Женщина повернула ко мне голову:
– Какой дедушка?
– Здесь был…
Я уже все поняла. Но… Я надеюсь, с ним все в порядке? Я побежала к тете Диляре, она как раз выходила из сестринской.
– Ну-ка, ну-ка, ты что так бегаешь?
– А где… Ростовцев?
– Кто? А, артист тот? – Тетя Диляра вздохнула.
– Что?.. – замерла я.
– Да!.. – махнула она рукой. – Родственники увезли, да еще слов наговорили. То у нас не так, да это не эдак. Аппаратов нет, того нет, сего. Как ночью привозить – мы хорошие, а как забирать, так…
– А как он себя чувствует?
– А как себя можно в девяносто два года чувствовать? Так он еще молодец! Смеется, шутит. Может, и поживет еще. А тебе что? – тетя Диляра остро взглянула на меня. – Что ты так заинтересовалась?

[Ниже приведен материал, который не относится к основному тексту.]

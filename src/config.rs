// File: ./src/config.rs
// Handles configuration loading, saving, and defaults.
use crate::client::DEFAULT_RELAY_URL;
use crate::context::AppContext;
use crate::query::Endpoints;
use anyhow::{Error, Result};
use serde::{Deserialize, Serialize};
use std::fs;
use std::path::Path;

pub const DEFAULT_PROGRAM_ENDPOINT: &str = "https://www.bizinfo.go.kr/uss/rss/bizinfoApi.do";
pub const DEFAULT_EVENT_ENDPOINT: &str = "https://www.bizinfo.go.kr/uss/rss/bizinfoEventApi.do";
pub const DEFAULT_UPSTREAM_ORIGIN: &str = "https://www.bizinfo.go.kr";

fn default_relay_url() -> String {
    DEFAULT_RELAY_URL.to_string()
}
fn default_program_endpoint() -> String {
    DEFAULT_PROGRAM_ENDPOINT.to_string()
}
fn default_event_endpoint() -> String {
    DEFAULT_EVENT_ENDPOINT.to_string()
}
fn default_upstream_origin() -> String {
    DEFAULT_UPSTREAM_ORIGIN.to_string()
}
fn default_user_agent() -> String {
    format!("bizfinder/{}", env!("CARGO_PKG_VERSION"))
}

#[derive(Deserialize, Serialize, Clone, Debug, PartialEq, Eq)]
pub struct Config {
    /// BizInfo API key. Empty means sample mode.
    #[serde(default)]
    pub api_key: String,
    #[serde(default = "default_relay_url")]
    pub relay_url: String,
    #[serde(default = "default_program_endpoint")]
    pub program_endpoint: String,
    #[serde(default = "default_event_endpoint")]
    pub event_endpoint: String,
    #[serde(default = "default_upstream_origin")]
    pub upstream_origin: String,
    #[serde(default = "default_user_agent")]
    pub user_agent: String,
}

impl Default for Config {
    fn default() -> Self {
        Self {
            api_key: String::new(),
            relay_url: default_relay_url(),
            program_endpoint: default_program_endpoint(),
            event_endpoint: default_event_endpoint(),
            upstream_origin: default_upstream_origin(),
            user_agent: default_user_agent(),
        }
    }
}

impl Config {
    pub fn endpoints(&self) -> Endpoints {
        Endpoints {
            program: self.program_endpoint.clone(),
            event: self.event_endpoint.clone(),
        }
    }

    pub fn has_api_key(&self) -> bool {
        !self.api_key.trim().is_empty()
    }

    /// Load the configuration from disk using an explicit context.
    /// A missing file is reported as "Config file not found"; see
    /// [`Config::is_missing_config_error`].
    pub fn load(ctx: &dyn AppContext) -> Result<Self> {
        let path = ctx.get_config_file_path()?;

        if !path.exists() {
            return Err(anyhow::anyhow!("Config file not found"));
        }

        let contents = fs::read_to_string(&path).map_err(|e| {
            anyhow::anyhow!("Failed to read config file '{}': {}", path.display(), e)
        })?;

        let config: Config = toml::from_str(&contents).map_err(|e| {
            anyhow::anyhow!("Failed to parse config file '{}': {}", path.display(), e)
        })?;

        Ok(config)
    }

    /// Like [`Config::load`], but a missing file yields the defaults.
    pub fn load_or_default(ctx: &dyn AppContext) -> Result<Self> {
        match Self::load(ctx) {
            Ok(c) => Ok(c),
            Err(e) if Self::is_missing_config_error(&e) => Ok(Self::default()),
            Err(e) => Err(e),
        }
    }

    pub fn is_missing_config_error(err: &Error) -> bool {
        if err.to_string().contains("Config file not found") {
            return true;
        }

        for cause in err.chain() {
            if let Some(io_err) = cause.downcast_ref::<std::io::Error>()
                && io_err.kind() == std::io::ErrorKind::NotFound
            {
                return true;
            }
        }

        false
    }

    /// Save configuration using an explicit context.
    pub fn save(&self, ctx: &dyn AppContext) -> Result<()> {
        let path = ctx.get_config_file_path()?;
        let toml_str = toml::to_string_pretty(self)?;
        atomic_write(&path, toml_str)?;
        Ok(())
    }

    pub fn get_path_string(ctx: &dyn AppContext) -> Result<String> {
        let path = ctx.get_config_file_path()?;
        Ok(path.to_string_lossy().to_string())
    }
}

// Write to a sibling temp file then rename over the target.
fn atomic_write(path: &Path, contents: String) -> Result<()> {
    let tmp = path.with_extension("toml.tmp");
    fs::write(&tmp, contents)?;
    fs::rename(&tmp, path)?;
    Ok(())
}
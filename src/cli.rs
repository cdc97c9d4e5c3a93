// File: ./src/cli.rs
//! Command-line front-end helpers: argument parsing, help text and result rendering.
use crate::model::catalog::{CATEGORIES, REGIONS};
use crate::model::{RecordKind, SearchFilters, UnifiedRecord};
use std::path::PathBuf;
use unicode_width::{UnicodeWidthChar, UnicodeWidthStr};

#[derive(Debug, Clone, PartialEq, Eq)]
pub struct SearchArgs {
    pub filters: SearchFilters,
    /// Total number of pages to load (first page plus load-more calls).
    pub pages: u32,
    pub json: bool,
}

#[derive(Debug, Clone, PartialEq, Eq)]
pub enum Command {
    Search(SearchArgs),
    Regions,
    Categories,
    SetKey(String),
    ClearKey,
    Help,
}

#[derive(Debug, Clone, PartialEq, Eq)]
pub struct CliArgs {
    pub root: Option<PathBuf>,
    pub verbose: bool,
    pub command: Command,
}

fn take_value<'a>(
    flag: &str,
    iter: &mut impl Iterator<Item = &'a String>,
) -> Result<&'a String, String> {
    iter.next().ok_or_else(|| format!("{} requires a value", flag))
}

/// Parses `args` (without the program name).
///
/// Global flags are only recognised before the command word; everything after
/// it belongs to the command.
pub fn parse_args(args: &[String]) -> Result<CliArgs, String> {
    let mut root = None;
    let mut verbose = false;

    let mut pos = 0;
    while let Some(arg) = args.get(pos) {
        match arg.as_str() {
            "-r" | "--root" => {
                let value = args
                    .get(pos + 1)
                    .ok_or_else(|| format!("{} requires a value", arg))?;
                root = Some(PathBuf::from(value));
                pos += 2;
            }
            "-v" | "--verbose" => {
                verbose = true;
                pos += 1;
            }
            "-h" | "--help" | "help" => {
                return Ok(CliArgs {
                    root,
                    verbose,
                    command: Command::Help,
                });
            }
            _ => break,
        }
    }
    let rest = &args[pos..];

    let command = match rest.first().map(String::as_str) {
        None => parse_search(&[])?,
        Some("search") => parse_search(&rest[1..])?,
        Some("regions") => Command::Regions,
        Some("categories") => Command::Categories,
        Some("set-key") => match rest.get(1) {
            Some(key) if !key.trim().is_empty() => Command::SetKey(key.trim().to_string()),
            _ => return Err("set-key requires a non-empty key".to_string()),
        },
        Some("clear-key") => Command::ClearKey,
        Some(other) if other.starts_with('-') => parse_search(rest)?,
        Some(other) => return Err(format!("unknown command '{}'", other)),
    };

    Ok(CliArgs {
        root,
        verbose,
        command,
    })
}

fn parse_search(args: &[String]) -> Result<Command, String> {
    let mut kind = RecordKind::Program;
    let mut regions: Vec<String> = Vec::new();
    let mut category = None;
    let mut keyword = String::new();
    let mut targets: Vec<String> = Vec::new();
    let mut pages = 1;
    let mut json = false;

    let mut iter = args.iter();
    while let Some(arg) = iter.next() {
        match arg.as_str() {
            "-h" | "--help" => return Ok(Command::Help),
            "--event" | "--events" => kind = RecordKind::Event,
            "--kind" => {
                let v = take_value(arg, &mut iter)?;
                kind = v
                    .parse()
                    .map_err(|_| format!("unknown kind '{}' (program or event)", v))?;
            }
            "--region" => regions.push(take_value(arg, &mut iter)?.clone()),
            "--category" => category = Some(take_value(arg, &mut iter)?.clone()),
            "--keyword" => keyword = take_value(arg, &mut iter)?.clone(),
            "--target" => targets.push(take_value(arg, &mut iter)?.clone()),
            "--pages" => {
                let v = take_value(arg, &mut iter)?;
                pages = v
                    .parse::<u32>()
                    .ok()
                    .filter(|p| *p >= 1)
                    .ok_or_else(|| format!("--pages expects a positive number, got '{}'", v))?;
            }
            "--json" => json = true,
            other => return Err(format!("unknown search option '{}'", other)),
        }
    }

    let mut filters = SearchFilters::new(kind)
        .with_keyword(keyword)
        .with_targets(targets);
    if !regions.is_empty() {
        filters = filters.with_regions(regions);
    }
    if let Some(code) = category {
        filters = filters.with_category(code);
    }

    Ok(Command::Search(SearchArgs {
        filters,
        pages,
        json,
    }))
}

/// Cuts `text` to at most `max_width` terminal columns, marking the cut with `…`.
pub fn truncate_to_width(text: &str, max_width: usize) -> String {
    if text.width() <= max_width {
        return text.to_string();
    }
    let mut out = String::new();
    let mut used = 0;
    for c in text.chars() {
        let w = c.width().unwrap_or(0);
        if used + w + 1 > max_width {
            break;
        }
        out.push(c);
        used += w;
    }
    out.push('…');
    out
}

fn pad_to_width(text: &str, width: usize) -> String {
    let fill = width.saturating_sub(text.width());
    format!("{}{}", text, " ".repeat(fill))
}

const STATUS_COL: usize = 10;
const TITLE_COL: usize = 48;
const ORG_COL: usize = 20;

/// Plain-text table, one record per line plus an indented detail line.
pub fn render_table(records: &[UnifiedRecord]) -> String {
    let mut out = String::new();
    for r in records {
        let title = truncate_to_width(&r.title, TITLE_COL);
        let org = truncate_to_width(&r.organization, ORG_COL);
        out.push_str(&format!(
            "{} {} {} {}\n",
            pad_to_width(&format!("[{}]", r.d_day), STATUS_COL),
            pad_to_width(&title, TITLE_COL),
            pad_to_width(&org, ORG_COL),
            r.date_info
        ));

        let link = if r.has_link() { r.url.as_str() } else { "(링크 없음)" };
        let mut detail = format!("    {} · {}", r.category, link);
        if let Some(target) = &r.target {
            detail.push_str(&format!(" · {}", target));
        }
        if let Some(areas) = &r.areas {
            detail.push_str(&format!(" · {}", areas.join("/")));
        }
        if !r.tags.is_empty() {
            let shown: Vec<&str> = r.tags.iter().take(3).map(String::as_str).collect();
            detail.push_str(&format!(" · #{}", shown.join(" #")));
        }
        out.push_str(&detail);
        out.push('\n');
    }
    out
}

pub fn render_regions() -> String {
    REGIONS.join("\n")
}

pub fn render_categories() -> String {
    CATEGORIES
        .iter()
        .map(|c| format!("{}  {}", c.code, c.label))
        .collect::<Vec<_>>()
        .join("\n")
}

pub fn print_help(binary_name: &str) {
    println!(
        "Bizfinder v{} - Government support programs and events for small businesses",
        env!("CARGO_PKG_VERSION")
    );
    println!();
    println!("USAGE:");
    println!("    {} [--root <path>] [-v] search [OPTIONS]", binary_name);
    println!("    {} regions | categories", binary_name);
    println!("    {} set-key <API_KEY> | clear-key", binary_name);
    println!("    {} --help", binary_name);
    println!();
    println!("OPTIONS:");
    println!("    -r, --root <path>     Use a different directory for config.");
    println!("    -v, --verbose         Debug logging on stderr.");
    println!("    -h, --help            Show this help message.");
    println!();
    println!("SEARCH OPTIONS:");
    println!("    --event               Search events instead of support programs");
    println!("    --kind <program|event>");
    println!("    --region <name>       Repeatable. Default: 전국 (no restriction)");
    println!("    --category <code>     See '{} categories'", binary_name);
    println!("    --keyword <text>      Split on spaces and commas");
    println!("    --target <tag>        Repeatable audience tag");
    println!("    --pages <n>           Load up to n pages of 12 (default 1)");
    println!("    --json                Print records as JSON");
    println!();
    println!("Without an API key the results come from a built-in sample set.");
}
// File: ./src/client/middleware.rs
//! Tower middleware stamping relay requests with client headers.
use http::header::{ACCEPT, USER_AGENT};
use http::{HeaderValue, Request};
use std::task::{Context, Poll};
use tower_layer::Layer;
use tower_service::Service;

// Relays sometimes serve HTML error pages, so HTML stays acceptable.
const ACCEPT_VALUE: &str = "application/json, text/plain;q=0.9, */*;q=0.5";

#[derive(Clone, Debug)]
pub struct ClientHeadersLayer {
    user_agent: String,
}

impl ClientHeadersLayer {
    pub fn new(user_agent: impl Into<String>) -> Self {
        Self {
            user_agent: user_agent.into(),
        }
    }
}

impl<S> Layer<S> for ClientHeadersLayer {
    type Service = ClientHeaders<S>;

    fn layer(&self, inner: S) -> Self::Service {
        ClientHeaders {
            inner,
            user_agent: HeaderValue::from_str(&self.user_agent).ok(),
        }
    }
}

#[derive(Clone, Debug)]
pub struct ClientHeaders<S> {
    inner: S,
    user_agent: Option<HeaderValue>,
}

impl<S, ReqBody> Service<Request<ReqBody>> for ClientHeaders<S>
where
    S: Service<Request<ReqBody>>,
{
    type Response = S::Response;
    type Error = S::Error;
    type Future = S::Future;

    fn poll_ready(&mut self, cx: &mut Context<'_>) -> Poll<Result<(), Self::Error>> {
        self.inner.poll_ready(cx)
    }

    fn call(&mut self, mut req: Request<ReqBody>) -> Self::Future {
        let headers = req.headers_mut();
        if let Some(ua) = &self.user_agent {
            headers.insert(USER_AGENT, ua.clone());
        }
        headers
            .entry(ACCEPT)
            .or_insert(HeaderValue::from_static(ACCEPT_VALUE));
        self.inner.call(req)
    }
}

– Я думала… – Говорить, не говорить ей? Засмеет. – Нет, ничего. А куда его увезли, не знаете?
– Да тебе-то что? Узнать, конечно, можно, у нас просто так не отпускают, или домой, или известно в какую больницу. Наталья же выписку делала.
– Узнайте, пожалуйста.
– Скажи сначала, зачем.
– Мне кажется… – я взглянула на тетю Диляру. – Мне кажется, что это мой настоящий дедушка.
– Ясно. – Тетя Диляра вздохнула и прижала меня к себе, держа в одной руке большую клизму с тонким шлангом, которую она шла кому-то ставить. Очень страшный инструмент. – Не глупи, ладно? Хочешь, я тебя с Сашкой познакомлю? Может, потом поженитесь. Ты мне подойдешь как невестка. Вежливая, умненькая… Буду тебя защищать. А мужиков посторонних я сама отгоню, если мой дурашка не справится. Как?
– Спасибо, – сказала я. А что я еще могла сказать, чтобы не обидеть ее?
– Ладно, постараюсь узнать, куда старика отвезли. Ты смотри, а… Дедушку себе присмотрела…
Я села на окно, где дуло из щелей и был от этого посвежее воздух, потому что в палате совсем нечем было дышать. И стала придумывать.
Ведь это старинное колечко мог подарить бабушке Ростовцев. Мне даже кажется, я помню, у нее были похожие сережки. Я бабушку так смутно помню, урывками. И сережки… придумала, скорее всего. Нарисовала голова моя их за это время. Вот, подарил он ей сережки и колечко. И она их носила. Ведь не просто так она маму родила. Это мама ругалась, что «родила от старика». Так, конечно, если бабушке было восемнадцать, а ему лет сорок, вот он и был для нее старик. А потом уже бабушка за балеруна своего замуж вышла. И танцевала, танцевала. Ни у кого из ее подруг детей не было, все боялись за фигуру и за роли, а у бабушки уже росла мама, а сама бабушка была худенькая, невысокая. На фотографиях они стоят с мамой – бабушке двадцать восемь, мама в третьем классе, как две сестрички – постарше и помладше. А потом, когда бабушка состарилась и умерла (тоже ведь очень рано, я никогда об этом не задумывалась), мама сережек не носила, у нее уши не были проколоты. А колечко… Нет, я не помню у мамы такого колечка… Или помню… Не знаю. Вот пусть было оно у мамы… И мама пришла на кладбище к бабушке, обронила это колечко, когда полола сорняки на могиле или убирала листья осенью… Может, и переживала потом, конечно, переживала, да я мала была, не помню. Бабушка умерла, когда мне было три с половиной года, почти четыре. Я что-то ярко помню, а что-то совсем нет.